Saudi Arabia to strengthen healthcare through partnership with China’s BGI Group

JEDDAH: Saudi Arabia is poised to bolster its healthcare system through a strategic new partnership with China’s BGI Group. The collaboration will focus on localizing medical services, improving supply chains, and advancing preventive care to better serve the Kingdom’s population.

On Dec. 2, the Public Investment Fund’s fully owned National Unified Procurement Co. signed a memorandum of understanding with Shenzhen-based BGI Group. The partnership is aimed at enhancing healthcare cooperation and leveraging BGI’s cutting-edge expertise to support Saudi Arabia in delivering comprehensive, high-quality healthcare services to its citizens.

The signing ceremony, held in China, was attended by Saudi Minister of Health Fahad bin Abdulrahman Al-Jalajel, who is on an official visit to the country.

The agreement aligns with the goals of Saudi Arabia’s Healthcare Sector Transformation Program, which aims to modernize and integrate the Kingdom’s medical system.

The transformation effort prioritizes innovation, financial sustainability, and disease prevention, while expanding access to healthcare, enhancing e-health services, and improving care quality in line with international standards.

As part of the MoU, Nupco and BGI will explore opportunities for direct collaboration in developing integrated logistics services for biological samples. This will help strengthen the infrastructure of Saudi Arabia’s healthcare sector.

Al-Jalajel emphasized that Saudi Arabia is emerging as a global hub for digital health and innovation, with the partnership with BGI underscoring the Kingdom’s commitment to addressing global health challenges.

The minister’s visit to China is part of broader efforts to deepen health cooperation and reinforce Saudi Arabia’s position as a global center for health innovation — aligning with both the Health Transformation Program and Vision 2030.

This MoU follows a visit in November by a Nupco delegation to BGI Genomics. During the visit, the group, including Nupco CEO Fahad Al-Shebel, was introduced to BGI Genomics’ innovative technologies in proactive disease prevention, multi-omics research, and smart laboratory solutions. BGI’s leadership, including CEO Yin Ye and CEO of BGI Genomics Zhao Lijian, welcomed the delegation, marking a significant milestone in the two organizations’ growing collaboration.

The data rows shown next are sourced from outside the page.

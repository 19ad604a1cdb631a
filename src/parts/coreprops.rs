//! Core properties: the Dublin Core document metadata part.
//!
//! Stored at `/docProps/core.xml`. A package is not required to carry one;
//! the package accessor materializes this default on first access when the
//! relationship is absent.

use crate::opc::constants::content_type as ct;
use crate::opc::error::Result;
use crate::opc::packuri::PackURI;
use crate::opc::part::{Part, PartRc};
use crate::opc::rel::Relationships;
use crate::oxml::XmlElement;
use chrono::{DateTime, Utc};
use std::any::Any;
use std::cell::RefCell;
use std::rc::Rc;

/// Baseline core properties document, used when a package has none.
const DEFAULT_CORE_PROPS_XML: &str = r#"<?xml version="1.0" encoding="UTF-8" standalone="yes"?>
<cp:coreProperties xmlns:cp="http://schemas.openxmlformats.org/package/2006/metadata/core-properties" xmlns:dc="http://purl.org/dc/elements/1.1/" xmlns:dcterms="http://purl.org/dc/terms/" xmlns:dcmitype="http://purl.org/dc/dcmitype/" xmlns:xsi="http://www.w3.org/2001/XMLSchema-instance">
  <dc:title>PowerPoint Presentation</dc:title>
  <cp:revision>1</cp:revision>
</cp:coreProperties>"#;

/// The standard partname for the core properties part.
const CORE_PROPS_PARTNAME: &str = "/docProps/core.xml";

/// The core properties part, holding Dublin Core document metadata.
pub struct CoreProperties {
    /// The partname (URI) of this part
    partname: PackURI,

    /// The content type of this part
    content_type: String,

    /// The coreProperties document element
    element: XmlElement,

    /// Relationships from this part to other parts
    rels: Relationships,
}

impl CoreProperties {
    /// Load a core properties part from a stored record.
    pub fn load(partname: PackURI, content_type: String, blob: Vec<u8>) -> Result<Self> {
        let element = XmlElement::parse(blob)?;
        let rels = Relationships::new(partname.base_uri().to_string());
        Ok(Self {
            partname,
            content_type,
            element,
            rels,
        })
    }

    /// Build a default core properties part at the standard partname.
    ///
    /// Used by the package accessor to satisfy the singleton contract on
    /// packages that carry no core properties part.
    pub fn default_part() -> Result<PartRc> {
        let partname = PackURI::new(CORE_PROPS_PARTNAME)
            .map_err(crate::opc::error::OpcError::InvalidPackUri)?;
        let part = Self::load(
            partname,
            ct::OPC_CORE_PROPERTIES.to_string(),
            DEFAULT_CORE_PROPS_XML.as_bytes().to_vec(),
        )?;
        Ok(Rc::new(RefCell::new(part)))
    }

    /// Get the document title.
    pub fn title(&self) -> Result<Option<String>> {
        self.element.text_of(&["dc:title", "cp:title"])
    }

    /// Get the document subject.
    pub fn subject(&self) -> Result<Option<String>> {
        self.element.text_of(&["dc:subject", "cp:subject"])
    }

    /// Get the document author.
    pub fn author(&self) -> Result<Option<String>> {
        self.element.text_of(&["dc:creator", "cp:creator"])
    }

    /// Get the name of the last modifier.
    pub fn last_modified_by(&self) -> Result<Option<String>> {
        self.element.text_of(&["cp:lastModifiedBy"])
    }

    /// Get the document keywords.
    pub fn keywords(&self) -> Result<Option<String>> {
        self.element.text_of(&["cp:keywords"])
    }

    /// Get the revision number.
    ///
    /// Non-numeric revision text reads as None.
    pub fn revision(&self) -> Result<Option<u32>> {
        Ok(self
            .element
            .text_of(&["cp:revision"])?
            .and_then(|text| text.trim().parse::<u32>().ok()))
    }

    /// Get the creation timestamp.
    ///
    /// Unparseable timestamp text reads as None.
    pub fn created(&self) -> Result<Option<DateTime<Utc>>> {
        Ok(self
            .element
            .text_of(&["dcterms:created"])?
            .and_then(|text| parse_datetime(&text)))
    }

    /// Get the last-modified timestamp.
    pub fn modified(&self) -> Result<Option<DateTime<Utc>>> {
        Ok(self
            .element
            .text_of(&["dcterms:modified"])?
            .and_then(|text| parse_datetime(&text)))
    }
}

impl Part for CoreProperties {
    fn partname(&self) -> &PackURI {
        &self.partname
    }

    fn content_type(&self) -> &str {
        &self.content_type
    }

    fn blob(&self) -> &[u8] {
        self.element.serialize()
    }

    fn rels(&self) -> &Relationships {
        &self.rels
    }

    fn rels_mut(&mut self) -> &mut Relationships {
        &mut self.rels
    }

    fn as_any(&self) -> &dyn Any {
        self
    }
}

/// Parse a W3CDTF/ISO 8601 datetime as stored in core properties.
///
/// Accepts RFC 3339 with offset, and naive forms with or without fractional
/// seconds and trailing Z, assumed UTC.
fn parse_datetime(s: &str) -> Option<DateTime<Utc>> {
    if let Ok(dt) = DateTime::parse_from_rfc3339(s) {
        return Some(dt.with_timezone(&Utc));
    }

    for format in ["%Y-%m-%dT%H:%M:%S%.fZ", "%Y-%m-%dT%H:%M:%SZ", "%Y-%m-%dT%H:%M:%S"] {
        if let Ok(dt) = chrono::NaiveDateTime::parse_from_str(s, format) {
            return Some(DateTime::from_naive_utc_and_offset(dt, Utc));
        }
    }

    None
}

#[cfg(test)]
mod tests {
    use super::*;
    use chrono::Datelike;

    const CORE_XML: &[u8] = br#"<?xml version="1.0" encoding="UTF-8" standalone="yes"?>
<cp:coreProperties xmlns:cp="http://schemas.openxmlformats.org/package/2006/metadata/core-properties"
                   xmlns:dc="http://purl.org/dc/elements/1.1/"
                   xmlns:dcterms="http://purl.org/dc/terms/">
    <dc:title>Quarterly Review</dc:title>
    <dc:creator>A. Uthor</dc:creator>
    <cp:lastModifiedBy>E. Ditor</cp:lastModifiedBy>
    <cp:revision>5</cp:revision>
    <dcterms:created>2013-10-10T14:30:00Z</dcterms:created>
    <dcterms:modified>2013-10-11T09:00:00Z</dcterms:modified>
</cp:coreProperties>"#;

    fn core_props() -> CoreProperties {
        CoreProperties::load(
            PackURI::new("/docProps/core.xml").unwrap(),
            ct::OPC_CORE_PROPERTIES.to_string(),
            CORE_XML.to_vec(),
        )
        .unwrap()
    }

    #[test]
    fn test_accessors() {
        let props = core_props();
        assert_eq!(props.title().unwrap().as_deref(), Some("Quarterly Review"));
        assert_eq!(props.author().unwrap().as_deref(), Some("A. Uthor"));
        assert_eq!(
            props.last_modified_by().unwrap().as_deref(),
            Some("E. Ditor")
        );
        assert_eq!(props.revision().unwrap(), Some(5));
        assert_eq!(props.subject().unwrap(), None);

        let created = props.created().unwrap().unwrap();
        assert_eq!((created.year(), created.month(), created.day()), (2013, 10, 10));
        assert!(props.modified().unwrap().is_some());
    }

    #[test]
    fn test_default_part() {
        let part = CoreProperties::default_part().unwrap();
        let part = part.borrow();
        assert_eq!(part.partname().as_str(), "/docProps/core.xml");
        assert_eq!(part.content_type(), ct::OPC_CORE_PROPERTIES);

        let props = part.as_any().downcast_ref::<CoreProperties>().unwrap();
        assert_eq!(
            props.title().unwrap().as_deref(),
            Some("PowerPoint Presentation")
        );
        assert_eq!(props.revision().unwrap(), Some(1));
    }

    #[test]
    fn test_parse_datetime_forms() {
        assert!(parse_datetime("2013-10-10T14:30:00Z").is_some());
        assert!(parse_datetime("2013-10-10T14:30:00.123456Z").is_some());
        assert!(parse_datetime("2013-10-10T14:30:00").is_some());
        assert!(parse_datetime("not-a-date").is_none());
    }
}
/// Constant values related to the Open Packaging Convention.
///
/// Content type URIs (like MIME-types) that identify a part's format,
/// relationship type URIs, XML namespaces, and target modes used by the
/// presentation package schema.

/// Content type URIs (like MIME-types) that specify a part's format
pub mod content_type {
    // Image content types
    pub const BMP: &str = "image/bmp";
    pub const GIF: &str = "image/gif";
    pub const JPEG: &str = "image/jpeg";
    pub const PNG: &str = "image/png";
    pub const TIFF: &str = "image/tiff";
    pub const X_EMF: &str = "image/x-emf";
    pub const X_WMF: &str = "image/x-wmf";

    // DrawingML content types
    pub const DML_CHART: &str = "application/vnd.openxmlformats-officedocument.drawingml.chart+xml";

    // OPC core content types
    pub const OPC_CORE_PROPERTIES: &str =
        "application/vnd.openxmlformats-package.core-properties+xml";
    pub const OPC_RELATIONSHIPS: &str = "application/vnd.openxmlformats-package.relationships+xml";

    // Office common content types
    pub const OFC_EXTENDED_PROPERTIES: &str =
        "application/vnd.openxmlformats-officedocument.extended-properties+xml";
    pub const OFC_THEME: &str = "application/vnd.openxmlformats-officedocument.theme+xml";

    // PresentationML content types
    pub const PML_PRESENTATION_MAIN: &str =
        "application/vnd.openxmlformats-officedocument.presentationml.presentation.main+xml";
    pub const PML_PRES_PROPS: &str =
        "application/vnd.openxmlformats-officedocument.presentationml.presProps+xml";
    pub const PML_NOTES_MASTER: &str =
        "application/vnd.openxmlformats-officedocument.presentationml.notesMaster+xml";
    pub const PML_NOTES_SLIDE: &str =
        "application/vnd.openxmlformats-officedocument.presentationml.notesSlide+xml";
    pub const PML_SLIDE: &str =
        "application/vnd.openxmlformats-officedocument.presentationml.slide+xml";
    pub const PML_SLIDE_LAYOUT: &str =
        "application/vnd.openxmlformats-officedocument.presentationml.slideLayout+xml";
    pub const PML_SLIDE_MASTER: &str =
        "application/vnd.openxmlformats-officedocument.presentationml.slideMaster+xml";
    pub const PML_TABLE_STYLES: &str =
        "application/vnd.openxmlformats-officedocument.presentationml.tableStyles+xml";
    pub const PML_VIEW_PROPS: &str =
        "application/vnd.openxmlformats-officedocument.presentationml.viewProps+xml";

    // Generic XML
    pub const XML: &str = "application/xml";
}

/// XML namespace URIs used in presentation packages
pub mod namespace {
    /// Office relationships namespace (the `r:` prefix in part content)
    pub const OFC_RELATIONSHIPS: &str =
        "http://schemas.openxmlformats.org/officeDocument/2006/relationships";

    /// OPC relationships namespace (the `.rels` document namespace)
    pub const OPC_RELATIONSHIPS: &str =
        "http://schemas.openxmlformats.org/package/2006/relationships";

    /// OPC content types namespace
    pub const OPC_CONTENT_TYPES: &str =
        "http://schemas.openxmlformats.org/package/2006/content-types";

    /// PresentationML main namespace
    pub const PML_MAIN: &str = "http://schemas.openxmlformats.org/presentationml/2006/main";

    /// DrawingML main namespace
    pub const DML_MAIN: &str = "http://schemas.openxmlformats.org/drawingml/2006/main";
}

/// Open XML relationship target modes
pub mod target_mode {
    /// Internal relationship target mode (default)
    pub const INTERNAL: &str = "Internal";

    /// External relationship target mode (e.g., hyperlinks to external URLs)
    pub const EXTERNAL: &str = "External";
}

/// Relationship type URIs used in presentation packages
pub mod relationship_type {
    // Package-level relationships
    pub const CORE_PROPERTIES: &str =
        "http://schemas.openxmlformats.org/package/2006/relationships/metadata/core-properties";
    pub const EXTENDED_PROPERTIES: &str =
        "http://schemas.openxmlformats.org/officeDocument/2006/relationships/extended-properties";
    pub const OFFICE_DOCUMENT: &str =
        "http://schemas.openxmlformats.org/officeDocument/2006/relationships/officeDocument";
    pub const THUMBNAIL: &str =
        "http://schemas.openxmlformats.org/package/2006/relationships/metadata/thumbnail";

    // Presentation parts
    pub const NOTES_MASTER: &str =
        "http://schemas.openxmlformats.org/officeDocument/2006/relationships/notesMaster";
    pub const NOTES_SLIDE: &str =
        "http://schemas.openxmlformats.org/officeDocument/2006/relationships/notesSlide";
    pub const PRES_PROPS: &str =
        "http://schemas.openxmlformats.org/officeDocument/2006/relationships/presProps";
    pub const SLIDE: &str =
        "http://schemas.openxmlformats.org/officeDocument/2006/relationships/slide";
    pub const SLIDE_LAYOUT: &str =
        "http://schemas.openxmlformats.org/officeDocument/2006/relationships/slideLayout";
    pub const SLIDE_MASTER: &str =
        "http://schemas.openxmlformats.org/officeDocument/2006/relationships/slideMaster";
    pub const TABLE_STYLES: &str =
        "http://schemas.openxmlformats.org/officeDocument/2006/relationships/tableStyles";
    pub const VIEW_PROPS: &str =
        "http://schemas.openxmlformats.org/officeDocument/2006/relationships/viewProps";

    // Media and drawing
    pub const CHART: &str =
        "http://schemas.openxmlformats.org/officeDocument/2006/relationships/chart";
    pub const IMAGE: &str =
        "http://schemas.openxmlformats.org/officeDocument/2006/relationships/image";
    pub const THEME: &str =
        "http://schemas.openxmlformats.org/officeDocument/2006/relationships/theme";

    // External links
    pub const HYPERLINK: &str =
        "http://schemas.openxmlformats.org/officeDocument/2006/relationships/hyperlink";
}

The visit also reinforced the ongoing strategic partnership between the two companies, which began with efforts to combat the COVID-19 pandemic.

During discussions, both sides expressed a shared commitment to expanding cooperation in areas like genetic testing, laboratory expansion, and medical sample transportation — all aimed at advancing life sciences.

BGI highlighted that both parties agreed to enhance localized genetic testing services in Saudi Arabia, contribute to the Kingdom’s public health and precision medicine initiatives, and make significant contributions to improving public health outcomes.

This partnership marks a key step in the Kingdom's healthcare transformation journey, reinforcing its vision to provide world-class medical services while advancing technological innovation in the sector.